**WHAT THE EXERCISE ASKS:** Look through the records that follow. Copy every line containing the word "info".
BEGIN RECORDS FOR THE EXERCISE
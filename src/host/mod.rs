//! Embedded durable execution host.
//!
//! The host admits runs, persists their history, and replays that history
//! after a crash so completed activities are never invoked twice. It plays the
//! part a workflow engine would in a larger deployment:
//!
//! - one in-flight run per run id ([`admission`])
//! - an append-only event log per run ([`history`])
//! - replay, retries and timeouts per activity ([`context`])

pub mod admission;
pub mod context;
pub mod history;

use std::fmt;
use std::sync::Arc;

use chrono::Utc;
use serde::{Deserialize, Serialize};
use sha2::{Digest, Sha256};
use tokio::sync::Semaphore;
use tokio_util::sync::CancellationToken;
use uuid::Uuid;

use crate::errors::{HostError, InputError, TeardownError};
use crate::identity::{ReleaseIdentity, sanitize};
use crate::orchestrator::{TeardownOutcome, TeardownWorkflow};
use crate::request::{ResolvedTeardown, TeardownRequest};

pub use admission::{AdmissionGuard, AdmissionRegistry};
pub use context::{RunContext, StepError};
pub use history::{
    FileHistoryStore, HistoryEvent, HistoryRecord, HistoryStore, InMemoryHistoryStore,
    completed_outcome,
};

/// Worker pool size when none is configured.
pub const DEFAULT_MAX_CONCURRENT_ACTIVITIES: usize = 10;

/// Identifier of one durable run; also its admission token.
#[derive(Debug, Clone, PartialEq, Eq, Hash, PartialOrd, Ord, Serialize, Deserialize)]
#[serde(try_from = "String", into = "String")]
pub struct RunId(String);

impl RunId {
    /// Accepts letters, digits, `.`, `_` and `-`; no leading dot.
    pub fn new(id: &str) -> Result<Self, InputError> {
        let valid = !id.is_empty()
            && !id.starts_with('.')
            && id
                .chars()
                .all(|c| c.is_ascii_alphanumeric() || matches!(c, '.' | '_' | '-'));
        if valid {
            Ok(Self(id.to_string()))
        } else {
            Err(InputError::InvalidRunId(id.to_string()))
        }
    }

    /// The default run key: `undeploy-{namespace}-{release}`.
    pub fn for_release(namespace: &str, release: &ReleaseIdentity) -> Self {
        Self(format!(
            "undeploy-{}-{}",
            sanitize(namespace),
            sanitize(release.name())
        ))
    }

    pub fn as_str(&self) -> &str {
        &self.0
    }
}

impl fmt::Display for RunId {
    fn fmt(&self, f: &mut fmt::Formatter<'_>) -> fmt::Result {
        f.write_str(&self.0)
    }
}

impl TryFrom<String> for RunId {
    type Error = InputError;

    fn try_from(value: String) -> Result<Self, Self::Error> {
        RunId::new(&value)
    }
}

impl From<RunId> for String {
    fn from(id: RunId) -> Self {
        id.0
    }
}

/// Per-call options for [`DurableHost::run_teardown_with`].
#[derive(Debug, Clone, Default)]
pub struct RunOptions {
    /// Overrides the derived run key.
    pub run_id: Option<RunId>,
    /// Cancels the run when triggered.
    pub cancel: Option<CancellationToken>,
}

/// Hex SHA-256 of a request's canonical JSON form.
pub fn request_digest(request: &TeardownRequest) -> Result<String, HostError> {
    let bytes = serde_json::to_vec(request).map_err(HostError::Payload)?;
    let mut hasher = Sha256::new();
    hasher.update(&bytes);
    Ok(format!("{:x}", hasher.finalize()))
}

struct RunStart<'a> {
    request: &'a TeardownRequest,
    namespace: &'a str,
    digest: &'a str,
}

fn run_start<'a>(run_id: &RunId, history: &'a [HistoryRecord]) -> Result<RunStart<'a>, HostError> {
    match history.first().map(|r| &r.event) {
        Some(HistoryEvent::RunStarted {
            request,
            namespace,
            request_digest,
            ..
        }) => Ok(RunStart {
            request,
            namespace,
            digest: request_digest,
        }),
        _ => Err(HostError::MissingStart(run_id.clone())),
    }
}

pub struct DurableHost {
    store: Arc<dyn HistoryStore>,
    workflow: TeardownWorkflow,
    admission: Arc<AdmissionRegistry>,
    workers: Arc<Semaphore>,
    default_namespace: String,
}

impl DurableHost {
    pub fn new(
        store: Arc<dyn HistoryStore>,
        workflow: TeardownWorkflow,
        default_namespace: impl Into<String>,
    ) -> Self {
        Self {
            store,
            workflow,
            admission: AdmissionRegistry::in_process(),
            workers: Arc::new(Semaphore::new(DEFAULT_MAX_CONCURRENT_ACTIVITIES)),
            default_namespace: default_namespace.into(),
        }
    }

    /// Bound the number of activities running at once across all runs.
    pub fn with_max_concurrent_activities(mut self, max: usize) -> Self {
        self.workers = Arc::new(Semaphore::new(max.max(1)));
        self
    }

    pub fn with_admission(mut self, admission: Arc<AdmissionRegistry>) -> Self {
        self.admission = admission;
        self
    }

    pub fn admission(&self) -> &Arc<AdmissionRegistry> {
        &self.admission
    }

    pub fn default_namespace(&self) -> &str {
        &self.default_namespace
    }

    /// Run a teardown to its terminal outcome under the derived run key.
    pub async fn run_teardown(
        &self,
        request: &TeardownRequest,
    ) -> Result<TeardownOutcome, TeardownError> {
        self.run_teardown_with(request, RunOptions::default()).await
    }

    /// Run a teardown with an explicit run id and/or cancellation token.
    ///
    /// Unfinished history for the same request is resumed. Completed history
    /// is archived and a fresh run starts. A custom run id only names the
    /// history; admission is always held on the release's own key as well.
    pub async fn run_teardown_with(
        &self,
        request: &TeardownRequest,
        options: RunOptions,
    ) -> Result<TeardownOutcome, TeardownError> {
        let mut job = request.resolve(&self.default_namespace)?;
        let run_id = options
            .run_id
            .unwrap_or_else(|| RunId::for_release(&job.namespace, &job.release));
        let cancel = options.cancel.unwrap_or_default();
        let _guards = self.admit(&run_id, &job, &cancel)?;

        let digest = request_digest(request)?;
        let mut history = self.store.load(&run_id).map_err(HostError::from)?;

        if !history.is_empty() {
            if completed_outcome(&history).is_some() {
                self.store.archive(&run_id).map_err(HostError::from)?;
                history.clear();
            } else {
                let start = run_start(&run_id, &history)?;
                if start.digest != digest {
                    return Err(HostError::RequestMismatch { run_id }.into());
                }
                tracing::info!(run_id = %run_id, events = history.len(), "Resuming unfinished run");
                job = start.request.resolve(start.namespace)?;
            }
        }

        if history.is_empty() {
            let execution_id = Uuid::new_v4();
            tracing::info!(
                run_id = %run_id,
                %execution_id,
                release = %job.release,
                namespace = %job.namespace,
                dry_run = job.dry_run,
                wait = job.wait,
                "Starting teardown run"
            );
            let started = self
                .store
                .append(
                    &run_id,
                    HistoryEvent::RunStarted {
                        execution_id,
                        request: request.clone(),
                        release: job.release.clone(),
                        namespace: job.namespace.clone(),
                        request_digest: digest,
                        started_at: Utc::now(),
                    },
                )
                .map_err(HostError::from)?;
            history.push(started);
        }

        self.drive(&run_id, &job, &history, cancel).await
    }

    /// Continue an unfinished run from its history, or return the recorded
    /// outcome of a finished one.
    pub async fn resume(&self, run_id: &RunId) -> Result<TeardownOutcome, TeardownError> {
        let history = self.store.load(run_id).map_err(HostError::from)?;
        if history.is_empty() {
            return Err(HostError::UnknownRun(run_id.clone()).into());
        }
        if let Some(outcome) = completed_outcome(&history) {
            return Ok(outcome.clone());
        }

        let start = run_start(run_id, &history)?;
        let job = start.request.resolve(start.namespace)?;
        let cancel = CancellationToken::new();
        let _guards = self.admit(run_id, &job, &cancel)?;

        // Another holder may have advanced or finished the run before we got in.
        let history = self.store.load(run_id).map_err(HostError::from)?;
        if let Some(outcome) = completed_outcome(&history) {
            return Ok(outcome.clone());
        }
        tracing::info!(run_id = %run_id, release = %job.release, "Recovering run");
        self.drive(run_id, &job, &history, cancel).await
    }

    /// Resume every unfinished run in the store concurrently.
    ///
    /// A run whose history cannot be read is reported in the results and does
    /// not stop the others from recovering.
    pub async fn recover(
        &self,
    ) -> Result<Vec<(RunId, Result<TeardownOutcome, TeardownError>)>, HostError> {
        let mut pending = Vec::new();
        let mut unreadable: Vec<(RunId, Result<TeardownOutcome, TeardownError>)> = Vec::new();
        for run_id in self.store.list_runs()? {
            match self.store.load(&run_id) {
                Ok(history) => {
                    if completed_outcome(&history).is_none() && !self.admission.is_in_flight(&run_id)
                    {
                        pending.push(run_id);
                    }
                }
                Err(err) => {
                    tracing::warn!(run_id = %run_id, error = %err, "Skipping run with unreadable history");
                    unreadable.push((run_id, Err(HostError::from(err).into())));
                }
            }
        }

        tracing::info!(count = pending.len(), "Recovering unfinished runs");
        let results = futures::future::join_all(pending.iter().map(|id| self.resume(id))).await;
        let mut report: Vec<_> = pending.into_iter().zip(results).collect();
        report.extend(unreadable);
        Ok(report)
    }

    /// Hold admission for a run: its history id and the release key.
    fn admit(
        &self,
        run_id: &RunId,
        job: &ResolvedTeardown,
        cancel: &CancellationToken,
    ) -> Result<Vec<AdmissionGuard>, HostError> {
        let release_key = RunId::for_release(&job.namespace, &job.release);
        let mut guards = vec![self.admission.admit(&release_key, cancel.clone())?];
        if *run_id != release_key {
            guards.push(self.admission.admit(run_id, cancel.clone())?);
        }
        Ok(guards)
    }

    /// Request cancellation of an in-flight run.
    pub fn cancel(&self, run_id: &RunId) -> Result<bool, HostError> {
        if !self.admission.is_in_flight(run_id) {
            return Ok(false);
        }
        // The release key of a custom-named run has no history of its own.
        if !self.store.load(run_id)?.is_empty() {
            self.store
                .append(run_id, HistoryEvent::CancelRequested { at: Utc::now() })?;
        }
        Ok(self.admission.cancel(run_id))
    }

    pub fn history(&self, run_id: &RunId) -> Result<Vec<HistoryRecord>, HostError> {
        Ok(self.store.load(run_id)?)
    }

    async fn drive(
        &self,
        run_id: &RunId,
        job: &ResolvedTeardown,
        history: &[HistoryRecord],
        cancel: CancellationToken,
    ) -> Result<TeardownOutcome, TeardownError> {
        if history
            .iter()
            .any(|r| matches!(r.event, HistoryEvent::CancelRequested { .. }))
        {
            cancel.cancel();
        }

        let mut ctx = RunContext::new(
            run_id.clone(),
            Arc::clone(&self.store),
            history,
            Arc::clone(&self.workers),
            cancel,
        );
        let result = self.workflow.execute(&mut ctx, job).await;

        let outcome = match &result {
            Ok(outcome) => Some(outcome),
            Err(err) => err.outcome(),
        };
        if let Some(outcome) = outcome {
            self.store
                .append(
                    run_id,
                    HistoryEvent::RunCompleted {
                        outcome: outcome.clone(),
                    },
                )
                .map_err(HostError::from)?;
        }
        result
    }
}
END RECORDS FOR THE EXERCISE
**COMPLETED TASK:**
                tracing::info!(run_id = %run_id, events = history.len(), "Resuming unfinished run");
            tracing::info!(
        tracing::info!(run_id = %run_id, release = %job.release, "Recovering run");
        tracing::info!(count = pending.len(), "Recovering unfinished runs");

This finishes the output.